The Freedom Georgia Initiative springs from a “desire to create generational wealth for our families” in a place where “restoration, recreation, and reformation” are possible. The ability to conserve family resources and enjoy ample rest and recreation has been denied to generations of Black families. As an explicitly pro-Black city in an anti-Black nation, Freedom, Georgia hopes to be a new start (Complex).

Ever since Emancipation, Black land and property have been seized, looted, attacked, and, in the case of Tulsa, Oklahoma’s Black Wall Street, firebombed from airplanes (American Prospect) (CNBC). In part, because it’s so hard to build intergenerational wealth without land, the average Black family has only 10% of the wealth of the average white family (USA Today). These practices have inspired generations of resistance. Freedom, Georgia, isn’t the first effort of its kind in the United States. It isn’t even the first initiative of its sort in Georgia.

In 1960, the Student Nonviolent Coordinating Committee (SNCC) started organizing against the disenfranchisement of Black people under Jim Crow laws in the South. But Black farmers who registered to vote in SNCC voting drives faced eviction by white landowners. For many people, homelessness was the price of political participation (New Communities). To learn more about how Black people have been pushed out of farming, see our piece on Agricultural Education.

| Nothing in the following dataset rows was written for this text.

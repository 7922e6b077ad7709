//! Password generation command
use std::io::{self, Write};

use crate::state::AppState;

pub fn run<W: Write>(state: &AppState, copy: bool, out: &mut W) -> anyhow::Result<()> {
    let password = state.vault().generate_password();
    writeln!(out, "{password}")?;

    if copy {
        copy_to_clipboard(state, &password, out)?;
    }

    Ok(())
}

/// Copy a password to the clipboard. A missing clipboard is reported but
/// does not fail the command.
pub(crate) fn copy_to_clipboard<W: Write>(
    state: &AppState,
    password: &str,
    out: &mut W,
) -> io::Result<()> {
    match state.clipboard().copy(password) {
        Ok(()) => writeln!(out, "Copied to clipboard."),
        Err(e) => {
            tracing::warn!(error = %e, "Could not copy password to clipboard");
            writeln!(out, "Clipboard unavailable: {e}")
        }
    }
}

#[cfg(test)]
mod tests {
    use super::*;
    use crate::commands::testing::{temp_state, BrokenClipboard};
    use passbook_core::{CharClass, Config};
    use tempfile::TempDir;

    #[test]
    fn test_generate_prints_and_copies() {
        let (_dir, state, clipboard) = temp_state();
        let mut out = Vec::new();

        run(&state, true, &mut out).unwrap();

        let output = String::from_utf8(out).unwrap();
        let password = output.lines().next().unwrap();
        assert!(password.chars().all(|c| CharClass::of(c).is_some()));
        assert_eq!(clipboard.copied.borrow().as_slice(), [password.to_string()]);
        assert!(output.contains("Copied to clipboard."));
    }

    #[test]
    fn test_no_copy_prints_only_password() {
        let (_dir, state, clipboard) = temp_state();
        let mut out = Vec::new();

        run(&state, false, &mut out).unwrap();

        let output = String::from_utf8(out).unwrap();
        assert_eq!(output.lines().count(), 1);
        assert!(clipboard.copied.borrow().is_empty());
    }

    #[test]
    fn test_clipboard_failure_is_not_fatal() {
        let dir = TempDir::new().unwrap();
        let state = AppState::new(
            Config::new(dir.path().to_path_buf()),
            Box::new(BrokenClipboard),
        );
        let mut out = Vec::new();

        run(&state, true, &mut out).unwrap();
        assert!(String::from_utf8(out)
            .unwrap()
            .contains("Clipboard unavailable"));
    }
}
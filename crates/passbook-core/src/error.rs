//! Core error types

use thiserror::Error;

use passbook_store::ErrorKind;

#[derive(Error, Debug)]
pub enum CoreError {
    #[error(transparent)]
    Store(#[from] passbook_store::StoreError),

    #[error("Configuration error: {0}")]
    Config(String),
}

impl CoreError {
    /// Store error classification, `None` for configuration problems
    pub fn kind(&self) -> Option<ErrorKind> {
        match self {
            CoreError::Store(e) => Some(e.kind()),
            CoreError::Config(_) => None,
        }
    }
}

SNCC co-founder Charles Sherrod and his wife Shirley realized that control of land was an essential part of Black liberation. In 1969, the Sherrods started a collective farm in Lee County, Georgia, where Black people could live and work on community-controlled land without fear of retribution from white landlords. This farm, called New Communities, was the first example of a model of collective land ownership for community benefit called a community land trust.

“It really gave me a sense that I can do anything,” said Bummi Anderson of her childhood growing up in New Communities. “It was a group of people coming together really with the same ideals, the same hopes, and dreams for their children. We were a product of that, and so we grew up having the same sense of pride on who we were as African-Americans” (NPR).

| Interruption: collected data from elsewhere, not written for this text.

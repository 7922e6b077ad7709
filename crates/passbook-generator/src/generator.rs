//! Password generator

use rand::seq::SliceRandom;
use rand::Rng;

use crate::charset::CharClass;

#[derive(Debug, Clone, Copy, Default)]
pub struct PasswordGenerator;

impl PasswordGenerator {
    pub fn new() -> Self {
        Self
    }

    /// Generate a password using the thread-local RNG
    pub fn generate(&self) -> String {
        self.generate_with(&mut rand::thread_rng())
    }

    /// Generate a password drawing all randomness from `rng`.
    ///
    /// Each class contributes a random number of characters within its
    /// count range, drawn with replacement. The whole sequence is then
    /// shuffled so character classes are not grouped.
    pub fn generate_with<R: Rng>(&self, rng: &mut R) -> String {
        let mut chars: Vec<char> = Vec::with_capacity(18);

        for class in CharClass::ALL {
            let count = rng.gen_range(class.count_range());
            let pool = class.pool();
            chars.extend((0..count).filter_map(|_| pool.choose(&mut *rng).copied()));
        }

        chars.shuffle(rng);

        tracing::debug!(length = chars.len(), "Generated password");

        chars.into_iter().collect()
    }
}
//! Color to DMX channel mapping per fixture type

use super::DmxBuffer;
use crate::config::FixtureType;
use crate::sampling::Rgb;
use crate::senders::ComputedFixture;

/// Luma weights for the single dimmer channel
const LUMA_R: f64 = 0.279;
const LUMA_G: f64 = 0.547;
const LUMA_B: f64 = 0.106;

/// Perceptually weighted intensity of a color
pub fn luma(color: Rgb) -> u8 {
    let y = LUMA_R * f64::from(color.r) + LUMA_G * f64::from(color.g) + LUMA_B * f64::from(color.b);
    y.round() as u8
}

/// Split a color into saturated RGB plus a shared white component.
///
/// Returns `[r - w, g - w, b - w, w]` with `w = min(r, g, b)`.
pub fn rgbw(color: Rgb) -> [u8; 4] {
    let w = color.r.min(color.g).min(color.b);
    [color.r - w, color.g - w, color.b - w, w]
}

/// Write a fixture's channels for `color` at its address.
///
/// Only `fixture_type.channels_required()` bytes starting at `fixture.address`
/// are touched. The address range is checked when the configuration is built,
/// not here.
pub fn encode(buffer: &mut DmxBuffer, fixture: &ComputedFixture, color: Rgb) {
    let out = &mut buffer[fixture.address..];
    match fixture.fixture_type {
        FixtureType::Dimmer => out[0] = luma(color),
        FixtureType::Rgb => out[..3].copy_from_slice(&[color.r, color.g, color.b]),
        FixtureType::Rgbw => out[..4].copy_from_slice(&rgbw(color)),
    }
}

#[cfg(test)]
mod tests {
    use super::*;
    use crate::dmx::UNIVERSE_SIZE;
    use crate::geometry::Rectangle;
    use proptest::prelude::*;

    fn fixture(fixture_type: FixtureType, address: usize) -> ComputedFixture {
        ComputedFixture {
            fixture_type,
            address,
            rectangle: Rectangle::from_corner(0.0, 0.0, 1.0, 1.0),
        }
    }

    #[test]
    fn test_encode_rgb() {
        let mut dmx_data = [0u8; UNIVERSE_SIZE];
        encode(&mut dmx_data, &fixture(FixtureType::Rgb, 0), Rgb::new(255, 128, 64));

        assert_eq!(dmx_data[0], 255); // Red
        assert_eq!(dmx_data[1], 128); // Green
        assert_eq!(dmx_data[2], 64); // Blue
        assert!(dmx_data[3..].iter().all(|v| *v == 0));
    }

    #[test]
    fn test_encode_rgbw() {
        let mut dmx_data = [0u8; UNIVERSE_SIZE];
        encode(&mut dmx_data, &fixture(FixtureType::Rgbw, 10), Rgb::new(200, 150, 100));
        assert_eq!(&dmx_data[10..14], &[100, 50, 0, 100]);
    }

    #[test]
    fn test_encode_dimmer() {
        let mut dmx_data = [0u8; UNIVERSE_SIZE];
        encode(&mut dmx_data, &fixture(FixtureType::Dimmer, 511), Rgb::new(255, 255, 255));
        // 0.932 * 255 = 237.66
        assert_eq!(dmx_data[511], 238);
        assert!(dmx_data[..511].iter().all(|v| *v == 0));
    }

    #[test]
    fn test_luma_rounds() {
        assert_eq!(luma(Rgb::new(0, 0, 0)), 0);
        // 0.279 * 10 + 0.547 * 20 + 0.106 * 30 = 16.91
        assert_eq!(luma(Rgb::new(10, 20, 30)), 17);
        assert_eq!(luma(Rgb::new(0, 255, 0)), 139);
    }

    #[test]
    fn test_white_only() {
        assert_eq!(rgbw(Rgb::new(80, 80, 80)), [0, 0, 0, 80]);
    }

    proptest! {
        #[test]
        fn prop_encode_touches_only_fixture_channels(
            r in any::<u8>(), g in any::<u8>(), b in any::<u8>(),
            kind in prop_oneof![
                Just(FixtureType::Dimmer),
                Just(FixtureType::Rgb),
                Just(FixtureType::Rgbw)
            ],
            address_seed in 0usize..UNIVERSE_SIZE
        ) {
            let width = kind.channels_required();
            let address = address_seed.min(UNIVERSE_SIZE - width);

            let mut dmx_data = [0xAAu8; UNIVERSE_SIZE];
            encode(&mut dmx_data, &fixture(kind, address), Rgb::new(r, g, b));

            for (i, value) in dmx_data.iter().enumerate() {
                if i < address || i >= address + width {
                    prop_assert_eq!(*value, 0xAA);
                }
            }
        }

        #[test]
        fn prop_rgbw_reconstructs_color(r in any::<u8>(), g in any::<u8>(), b in any::<u8>()) {
            let [rr, gg, bb, w] = rgbw(Rgb::new(r, g, b));
            prop_assert_eq!(w, r.min(g).min(b));
            prop_assert_eq!(rr as u16 + w as u16, r as u16);
            prop_assert_eq!(gg as u16 + w as u16, g as u16);
            prop_assert_eq!(bb as u16 + w as u16, b as u16);
            // At least one color channel is fully carried by white
            prop_assert_eq!(rr.min(gg).min(bb), 0);
        }

        #[test]
        fn prop_luma_is_monotonic(
            r in any::<u8>(), g in any::<u8>(), b in any::<u8>(),
            dr in any::<u8>(), dg in any::<u8>(), db in any::<u8>()
        ) {
            let base = Rgb::new(r, g, b);
            let brighter = Rgb::new(r.saturating_add(dr), g.saturating_add(dg), b.saturating_add(db));
            prop_assert!(luma(brighter) >= luma(base));
            prop_assert_eq!(luma(base), luma(base));
        }
    }
}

Today, community land trusts preserve collectively-controlled, truly affordable housing across the country (Schumacher Center). New Communities understood that we need control of our homes and neighborhoods to struggle for justice. Today, the Freedom Georgia Initiative is walking a similar road as they plan utility infrastructure before moving onto the design and construction of the new city (Insider).

Co-founder Ashley Scott says that today’s Freedom Georgia Initiative was inspired by the realization that Black life was threatened even in cities with Black mayors and police chiefs, such as Atlanta. Scott says, “It was clear that developing new cities was necessary because these old ones, even with strong Black leadership, have too many deep-rooted problems…We figured we could try to fix a broken system or we could start fresh. Start a city that could be a shining example of being the change you want to see” (Blavity).

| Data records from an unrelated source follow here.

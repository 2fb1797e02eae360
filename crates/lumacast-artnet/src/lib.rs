//! Lumacast Art-Net - Video-to-DMX lighting output
//!
//! This crate samples colors from rendered video frames and drives DMX512
//! fixtures over Art-Net, so stage lighting follows what is on screen.
//!
//! - **Configuration**: validated fixture and sender declarations
//! - **Senders**: repeated fixtures expanded into addressed instances, once
//! - **Inbox**: single-slot "latest frame wins" handoff from the video thread
//! - **Refresh loop**: self-clocked worker, decoupled from the video frame rate
//! - **DMX**: per-type channel encoding and ArtDmx packets over UDP
//!
//! ## Quick Start
//!
//! ```rust,no_run
//! use lumacast_artnet::{ArtNetConsumer, ArtNetSettings, Configuration, FrameConsumer};
//! use lumacast_artnet::frame::{VideoField, VideoFormatDesc, VideoFrame};
//!
//! # fn main() -> lumacast_artnet::Result<()> {
//! let settings: ArtNetSettings = serde_json::from_str(r#"{
//!     "refresh-rate": 30,
//!     "senders": [{ "host": "10.0.0.50", "fixtures": [
//!         { "type": "RGB", "start-address": 1, "fixture-count": 8, "width": 1920, "height": 1080 }
//!     ]}]
//! }"#).unwrap();
//!
//! let mut consumer = ArtNetConsumer::new(Configuration::try_from(settings)?)?;
//! consumer.initialize(&VideoFormatDesc::default(), 1)?;
//! let _ = consumer.send(VideoField::Progressive, VideoFrame::solid(1920, 1080, 255, 0, 0));
//! # Ok(())
//! # }
//! ```

#![allow(missing_docs)]

/// Error types
pub mod error;

/// Settings and validated configuration
pub mod config;
/// Fixture instance expansion
pub mod senders;

/// Video frame types
pub mod frame;
/// Sample rectangles
pub mod geometry;
/// Color sampling
pub mod sampling;

/// Frame handoff
pub mod inbox;
/// Refresh worker
pub mod refresh;

/// DMX encoding and Art-Net output
pub mod dmx;

/// Frame consumer
pub mod consumer;

// Re-exports
pub use config::{ArtNetSettings, Configuration, FixtureSettings, FixtureType, SenderSettings};
pub use consumer::{ArtNetConsumer, FrameConsumer, MonitorState};
pub use dmx::{ArtNetSender, UNIVERSE_SIZE};
pub use error::{ArtNetError, Result};
pub use inbox::FrameInbox;
pub use refresh::{LoopState, RefreshLoop};
pub use senders::{ComputedFixture, ComputedSender};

Those involved in the Initiative are the first to acknowledge that the road ahead will not be easy. “It is a long game,” Scott told the Insider. “Nothing is changed overnight.” Fighting racism by leaving existing American communities behind entirely to attempt to create a new one from scratch may seem a drastic move. But it’s nothing compared to the ways America has enforced anti-Black racism, exploitation, and death for centuries. From the horrors of chattel slavery to the violence of Jim Crow, from the assassination of civil rights leaders to the police murders and mass incarceration of today, generations of efforts to reform American white supremacy have failed to put it to an end. In the words of scholars Darrick Hamilton and Trevon Logan, “The most just approach would be a comprehensive reparation program that acknowledges these grievances and offers compensatory restitution, including ownership of land and other means of production” (The Conversation). Reforming a society so constitutionally incapable of reckoning with its nature and history may well be more far-fetched than creating a brand-new city from the ground up.

Key Takeaways

  • Families are planning a new, pro-Black city called Freedom, GA.

  • The ability to build intergenerational wealth and safety has long been denied to Black families.

  • There is a rich history of Black liberation movements encompassing housing justice and land sovereignty.